# About this exercise
Where does "entities" appear in the data? Return each line that holds it.

^^^^

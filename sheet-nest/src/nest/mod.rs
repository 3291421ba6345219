mod explore;
mod order;
mod sheet_bin;

pub use explore::{explore_strategies, nest_best};
pub use order::placement_order;
pub use sheet_bin::{Candidate, RegionKey, SheetBin, guillotine_split};

use crate::aggregate::aggregate;
use crate::config::SheetConfig;
use crate::entities::{NestingResult, PartSpec, PlaceablePiece};
use crate::normalize::{self, InvalidPart};
use crate::util::assertions;
use crate::NestError;
use itertools::Itertools;
use log::{debug, warn};

/// Nests `pieces` onto as few sheets as the guillotine best-fit heuristic manages.
///
/// Pieces are placed one at a time, in the order of [`SheetConfig::sort_strategy`]. Each piece goes to the
/// free region, over all open sheets and allowed orientations, that it fills most tightly. A new sheet
/// is only opened when no open sheet can take the piece; pieces that do not fit on an empty sheet, or
/// whose width or height is not a positive finite number, are reported in [`NestingResult::unplaceable`]
/// and never cause a sheet to be opened.
///
/// The result only depends on the arguments: identical input always yields identical output.
///
/// # Errors
/// [`NestError::InvalidConfig`] if the sheet configuration leaves no usable area.
pub fn nest(pieces: &[PlaceablePiece], config: &SheetConfig) -> Result<NestingResult, NestError> {
    let usable = config.usable_rect()?;

    let mut bins: Vec<SheetBin> = vec![];
    let mut unplaced: Vec<String> = vec![];

    for i in placement_order(pieces, config.sort_strategy) {
        let piece = &pieces[i];
        if !piece.has_valid_dimensions() {
            warn!(
                "[NEST] piece of {:?} has invalid dimensions {} x {}",
                piece.source_id, piece.width, piece.height
            );
            unplaced.push(piece.source_id.clone());
            continue;
        }
        let best = bins
            .iter()
            .filter_map(|bin| bin.best_candidate(piece, config))
            .min_by(Candidate::cmp_fit);

        match best {
            Some(candidate) => bins[candidate.sheet_index].place(piece, candidate, config),
            None => {
                let mut bin = SheetBin::new(bins.len(), usable);
                match bin.best_candidate(piece, config) {
                    Some(candidate) => {
                        debug!("[NEST] opening sheet {}", bin.index);
                        bin.place(piece, candidate, config);
                        bins.push(bin);
                    }
                    None => {
                        warn!(
                            "[NEST] piece of {:?} ({} x {}) does not fit on an empty sheet",
                            piece.source_id, piece.width, piece.height
                        );
                        unplaced.push(piece.source_id.clone());
                    }
                }
            }
        }
    }

    let sheets = bins
        .into_iter()
        .map(|bin| bin.into_sheet(config))
        .collect_vec();
    let result = aggregate(sheets, unplaced);

    debug_assert!(assertions::result_is_valid(&result, config));

    Ok(result)
}

/// Nesting outcome for a list of parts: the rejected parts next to the result for the valid ones.
#[derive(Debug, Clone, PartialEq)]
pub struct PartsNesting {
    pub invalid: Vec<InvalidPart>,
    pub result: NestingResult,
}

/// Expands `parts` with [`normalize::expand`] and nests the resulting pieces.
pub fn nest_parts(parts: &[PartSpec], config: &SheetConfig) -> Result<PartsNesting, NestError> {
    let normalized = normalize::expand(parts);
    let result = nest(&normalized.pieces, config)?;
    Ok(PartsNesting {
        invalid: normalized.invalid,
        result,
    })
}
use crate::entities::{PartSpec, PlaceablePiece};
use itertools::Itertools;
use log::warn;
use serde::{Deserialize, Serialize};
use std::fmt::{Display, Formatter};

/// Why a [`PartSpec`] was excluded from nesting.
#[derive(Debug, Clone, Copy, PartialEq, Eq, Serialize, Deserialize)]
#[serde(rename_all = "snake_case")]
pub enum InvalidReason {
    /// Quantity of zero or less
    NonPositiveQuantity,
    /// A width, height or diameter that is zero, negative or not finite, or a circle
    /// whose width and height differ
    InvalidDimension,
}

impl Display for InvalidReason {
    fn fmt(&self, f: &mut Formatter<'_>) -> std::fmt::Result {
        match self {
            InvalidReason::NonPositiveQuantity => f.write_str("quantity must be at least 1"),
            InvalidReason::InvalidDimension => f.write_str("dimensions must be positive"),
        }
    }
}

/// A part that was excluded from nesting.
#[derive(Debug, Clone, PartialEq, Eq, Serialize, Deserialize)]
pub struct InvalidPart {
    pub id: String,
    pub reason: InvalidReason,
}

/// Output of [`expand`]: the pieces to nest and the parts that were rejected.
#[derive(Debug, Clone, Default, PartialEq)]
pub struct Normalized {
    /// One piece per physical unit, grouped per part in input order
    pub pieces: Vec<PlaceablePiece>,
    /// Rejected parts in input order
    pub invalid: Vec<InvalidPart>,
}

impl Normalized {
    pub fn invalid_ids(&self) -> Vec<&str> {
        self.invalid.iter().map(|ip| ip.id.as_str()).collect()
    }
}

/// Expands every valid part into `quantity` pieces carrying the bounding box of its shape.
/// Parts with a non-positive quantity or dimension are recorded in [`Normalized::invalid`] instead.
pub fn expand(parts: &[PartSpec]) -> Normalized {
    let mut normalized = Normalized::default();

    for id in parts.iter().map(|p| p.id.as_str()).duplicates() {
        warn!("[NORM] part id {id:?} is used by more than one part");
    }

    for part in parts {
        match validate(part) {
            Err(reason) => {
                warn!("[NORM] excluding part {:?}: {reason}", part.id);
                normalized.invalid.push(InvalidPart {
                    id: part.id.clone(),
                    reason,
                });
            }
            Ok(quantity) => {
                let (width, height) = part.shape.bbox();
                let kind = part.shape.kind();
                normalized
                    .pieces
                    .extend((0..quantity).map(|_| PlaceablePiece {
                        source_id: part.id.clone(),
                        width,
                        height,
                        kind,
                    }));
            }
        }
    }
    normalized
}

fn validate(part: &PartSpec) -> Result<u64, InvalidReason> {
    let (width, height) = part.shape.bbox();
    let valid_dim = |d: f64| d.is_finite() && d > 0.0;
    if !valid_dim(width) || !valid_dim(height) || !part.shape.is_consistent() {
        return Err(InvalidReason::InvalidDimension);
    }
    u64::try_from(part.quantity)
        .ok()
        .filter(|q| *q > 0)
        .ok_or(InvalidReason::NonPositiveQuantity)
}
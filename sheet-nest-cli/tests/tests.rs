#[cfg(test)]
mod tests {
    use std::fs;
    use std::fs::File;
    use std::io::BufReader;
    use std::path::{Path, PathBuf};

    use float_cmp::approx_eq;
    use test_case::test_case;

    use sheet_nest::io::export;
    use sheet_nest::io::svg::sheet_to_svg;
    use sheet_nest::normalize::expand;
    use sheet_nest_cli::config::NestCliConfig;
    use sheet_nest_cli::io;
    use sheet_nest_cli::io::output::NestOutput;
    use sheet_nest_cli::solve;

    fn output_folder(name: &str) -> PathBuf {
        let folder = std::env::temp_dir().join(format!("sheet-nest-cli-{name}"));
        fs::create_dir_all(&folder).unwrap();
        folder
    }

    #[test_case("../assets/kitchen.json", false; "kitchen")]
    #[test_case("../assets/kitchen.json", true; "kitchen explored")]
    #[test_case("../assets/shelving.json", false; "shelving")]
    #[test_case("../assets/shelving.json", true; "shelving explored")]
    #[test_case("../assets/signage.json", false; "signage")]
    #[test_case("../assets/signage.json", true; "signage explored")]
    fn test_instance(instance_path: &str, explore_strategies: bool) {
        let instance = io::read_instance(Path::new(instance_path)).unwrap();
        let config = NestCliConfig {
            explore_strategies,
            ..NestCliConfig::default()
        };
        let (strategy, nesting) = solve(&instance, &config).unwrap();
        let result = &nesting.result;
        if !explore_strategies {
            assert_eq!(strategy, instance.sheet.sort_strategy);
        }

        let n_pieces = expand(&instance.parts).pieces.len();
        assert_eq!(result.placed_count() + result.unplaced_piece_count, n_pieces);

        let sheet = &instance.sheet;
        for s in &result.sheets {
            assert!(!s.placements.is_empty());
            for p in &s.placements {
                assert!(p.x >= sheet.margin && p.y >= sheet.margin);
                assert!(p.x + p.width <= sheet.sheet_width - sheet.margin + 1e-6);
                assert!(p.y + p.height <= sheet.sheet_height - sheet.margin + 1e-6);
            }
        }

        let solution = export(&nesting, strategy);
        assert_eq!(solution.sheets.len(), solution.sheet_count);
        let wasted: f64 = solution.sheets.iter().map(|s| s.wasted_area).sum();
        assert!(approx_eq!(f64, wasted, solution.total_wasted_area, epsilon = 1e-6));
    }

    #[test]
    fn unplaceable_and_invalid_parts_are_reported() {
        let instance = io::read_instance(Path::new("../assets/signage.json")).unwrap();
        let (_, nesting) = solve(&instance, &NestCliConfig::default()).unwrap();

        assert_eq!(nesting.result.unplaceable, ["banner"]);
        assert_eq!(nesting.result.unplaced_piece_count, 1);
        let invalid = nesting.invalid.iter().map(|ip| ip.id.as_str()).collect::<Vec<_>>();
        assert_eq!(invalid, ["placeholder"]);
    }

    #[test]
    fn exploring_is_never_worse_than_the_configured_strategy() {
        for path in ["../assets/kitchen.json", "../assets/shelving.json", "../assets/signage.json"] {
            let instance = io::read_instance(Path::new(path)).unwrap();
            let (_, fixed) = solve(&instance, &NestCliConfig::default()).unwrap();
            let explore = NestCliConfig {
                explore_strategies: true,
                ..NestCliConfig::default()
            };
            let (_, best) = solve(&instance, &explore).unwrap();

            let key = |r: &sheet_nest::NestingResult| (r.unplaced_piece_count, r.sheet_count());
            assert!(key(&best.result) <= key(&fixed.result));
        }
    }

    #[test]
    fn config_file_is_parsed() {
        let config = io::read_config(Some(Path::new("../assets/config.json"))).unwrap();
        assert!(config.explore_strategies);
        assert!(config.svg_draw_options.spacing);
        assert_eq!(config.svg_draw_options.theme.stroke_width_multiplier, 2.0);

        assert_eq!(io::read_config(None).unwrap(), NestCliConfig::default());
        assert!(io::read_config(Some(Path::new("../assets/missing.json"))).is_err());
    }

    #[test]
    fn solution_files_are_written() {
        let instance = io::read_instance(Path::new("../assets/shelving.json")).unwrap();
        let config = NestCliConfig::default();
        let (strategy, nesting) = solve(&instance, &config).unwrap();
        let folder = output_folder("shelving");

        let output = NestOutput {
            instance: instance.clone(),
            solution: export(&nesting, strategy),
            config,
        };
        let json_path = folder.join("sol_shelving.json");
        io::write_json(&output, &json_path).unwrap();

        let reader = BufReader::new(File::open(&json_path).unwrap());
        let read_back: NestOutput = serde_json::from_reader(reader).unwrap();
        assert_eq!(read_back.instance.name, "shelving");
        assert_eq!(read_back.instance.parts, instance.parts);
        assert_eq!(read_back.solution.sheet_count, output.solution.sheet_count);
        assert_eq!(read_back.config, config);

        for (i, sheet) in nesting.result.sheets.iter().enumerate() {
            let svg_path = folder.join(format!("sol_shelving_{i}.svg"));
            let svg = sheet_to_svg(sheet, &instance.sheet, config.svg_draw_options, "shelving");
            io::write_svg(&svg, &svg_path).unwrap();
            let content = fs::read_to_string(&svg_path).unwrap();
            assert!(content.contains("<svg"));
        }
    }
}
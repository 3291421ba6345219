use crate::util::FPA;
use serde::{Deserialize, Serialize};

///Axis-aligned rectangle
#[derive(Clone, Debug, PartialEq, Copy, Serialize, Deserialize)]
pub struct Rect {
    pub x_min: f64,
    pub y_min: f64,
    pub x_max: f64,
    pub y_max: f64,
}

impl Rect {
    /// Creates a rectangle from its two extreme corners.
    /// Returns `None` if the rectangle would have no area.
    pub fn try_new(x_min: f64, y_min: f64, x_max: f64, y_max: f64) -> Option<Self> {
        match x_min < x_max && y_min < y_max {
            true => Some(Rect {
                x_min,
                y_min,
                x_max,
                y_max,
            }),
            false => None,
        }
    }

    pub fn width(&self) -> f64 {
        self.x_max - self.x_min
    }

    pub fn height(&self) -> f64 {
        self.y_max - self.y_min
    }

    pub fn area(&self) -> f64 {
        self.width() * self.height()
    }

    /// Whether a `width` x `height` rectangle placed at the origin of `self` stays inside it.
    /// Compared exactly, a footprint may not overhang the region by any amount.
    pub fn can_contain(&self, width: f64, height: f64) -> bool {
        self.x_min + width <= self.x_max && self.y_min + height <= self.y_max
    }

    /// Whether `other` lies entirely within `self`, touching edges included.
    pub fn almost_contains(&self, other: &Rect) -> bool {
        FPA(self.x_min) <= FPA(other.x_min)
            && FPA(self.y_min) <= FPA(other.y_min)
            && FPA(self.x_max) >= FPA(other.x_max)
            && FPA(self.y_max) >= FPA(other.y_max)
    }

    /// Whether the interiors of `self` and `other` overlap.
    /// Rectangles that only share (part of) an edge do not overlap.
    pub fn overlaps(&self, other: &Rect) -> bool {
        FPA(f64::max(self.x_min, other.x_min)) < FPA(f64::min(self.x_max, other.x_max))
            && FPA(f64::max(self.y_min, other.y_min)) < FPA(f64::min(self.y_max, other.y_max))
    }

    /// Returns the free distance between `self` and `other` along the x- and y-axis.
    /// A value of 0 on an axis means the projections of both rectangles on that axis touch or overlap.
    pub fn gap_to(&self, other: &Rect) -> (f64, f64) {
        let dx = f64::max(other.x_min - self.x_max, self.x_min - other.x_max);
        let dy = f64::max(other.y_min - self.y_max, self.y_min - other.y_max);
        (dx.max(0.0), dy.max(0.0))
    }
}
use std::cmp::Ordering;
use std::fmt::Display;

/// Absolute tolerance (in mm) below which two lengths are considered equal.
pub const TOLERANCE: f64 = 1e-6;

///Wrapper around the [`float_cmp::approx_eq!()`] macro for easy comparison of floats with a certain tolerance.
///Two FPAs are considered equal if they are within [`TOLERANCE`] of each other.
#[derive(Debug, Clone, Copy)]
pub struct FPA(pub f64);

impl PartialEq<Self> for FPA {
    fn eq(&self, other: &Self) -> bool {
        float_cmp::approx_eq!(f64, self.0, other.0, epsilon = TOLERANCE)
    }
}

impl PartialOrd<Self> for FPA {
    fn partial_cmp(&self, other: &Self) -> Option<Ordering> {
        match self.eq(other) {
            true => Some(Ordering::Equal),
            false => self.0.partial_cmp(&other.0),
        }
    }
}

impl Display for FPA {
    fn fmt(&self, f: &mut std::fmt::Formatter<'_>) -> std::fmt::Result {
        std::fmt::Display::fmt(&self.0, f)
    }
}
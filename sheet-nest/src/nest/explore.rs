use crate::NestError;
use crate::config::{SheetConfig, SortStrategy};
use crate::entities::{NestingResult, PlaceablePiece};
use crate::nest::nest;
use log::debug;
use ordered_float::OrderedFloat;
use rayon::prelude::*;
use std::cmp::Reverse;

/// Nests `pieces` once for every [`SortStrategy`], in parallel.
///
/// The `sort_strategy` of `config` is ignored, the results are returned in the order of [`SortStrategy::ALL`].
pub fn explore_strategies(
    pieces: &[PlaceablePiece],
    config: &SheetConfig,
) -> Result<Vec<(SortStrategy, NestingResult)>, NestError> {
    config.validate()?;
    SortStrategy::ALL
        .par_iter()
        .map(|&strategy| {
            let config = config.with_sort_strategy(strategy);
            let result = nest(pieces, &config)?;
            debug!(
                "[EXPL] {strategy}: {} sheets, efficiency {:.3}, {} unplaced",
                result.sheet_count(),
                result.total_efficiency,
                result.unplaced_piece_count
            );
            Ok((strategy, result))
        })
        .collect()
}

/// Runs [`explore_strategies`] and keeps the best result: fewest unplaced pieces, then fewest sheets,
/// then the highest total efficiency. Remaining ties go to the strategy listed first in [`SortStrategy::ALL`].
pub fn nest_best(
    pieces: &[PlaceablePiece],
    config: &SheetConfig,
) -> Result<(SortStrategy, NestingResult), NestError> {
    explore_strategies(pieces, config)?
        .into_iter()
        .min_by_key(|(_, r)| {
            (
                r.unplaced_piece_count,
                r.sheet_count(),
                Reverse(OrderedFloat(r.total_efficiency)),
            )
        })
        .ok_or_else(|| NestError::InvalidConfig("no sort strategies to explore".to_string()))
}
mod sheet_to_svg;
mod svg_util;

#[doc(inline)]
pub use sheet_to_svg::sheet_to_svg;
#[doc(inline)]
pub use svg_util::{Color, SvgDrawOptions, SvgSheetTheme};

^^^^

# Response for this exercise
use crate::entities::{NestingResult, PartSpec, PlaceablePiece};
use crate::entities::{PartSpec, PlaceablePiece};
use crate::entities::{NestingResult, PlaceablePiece};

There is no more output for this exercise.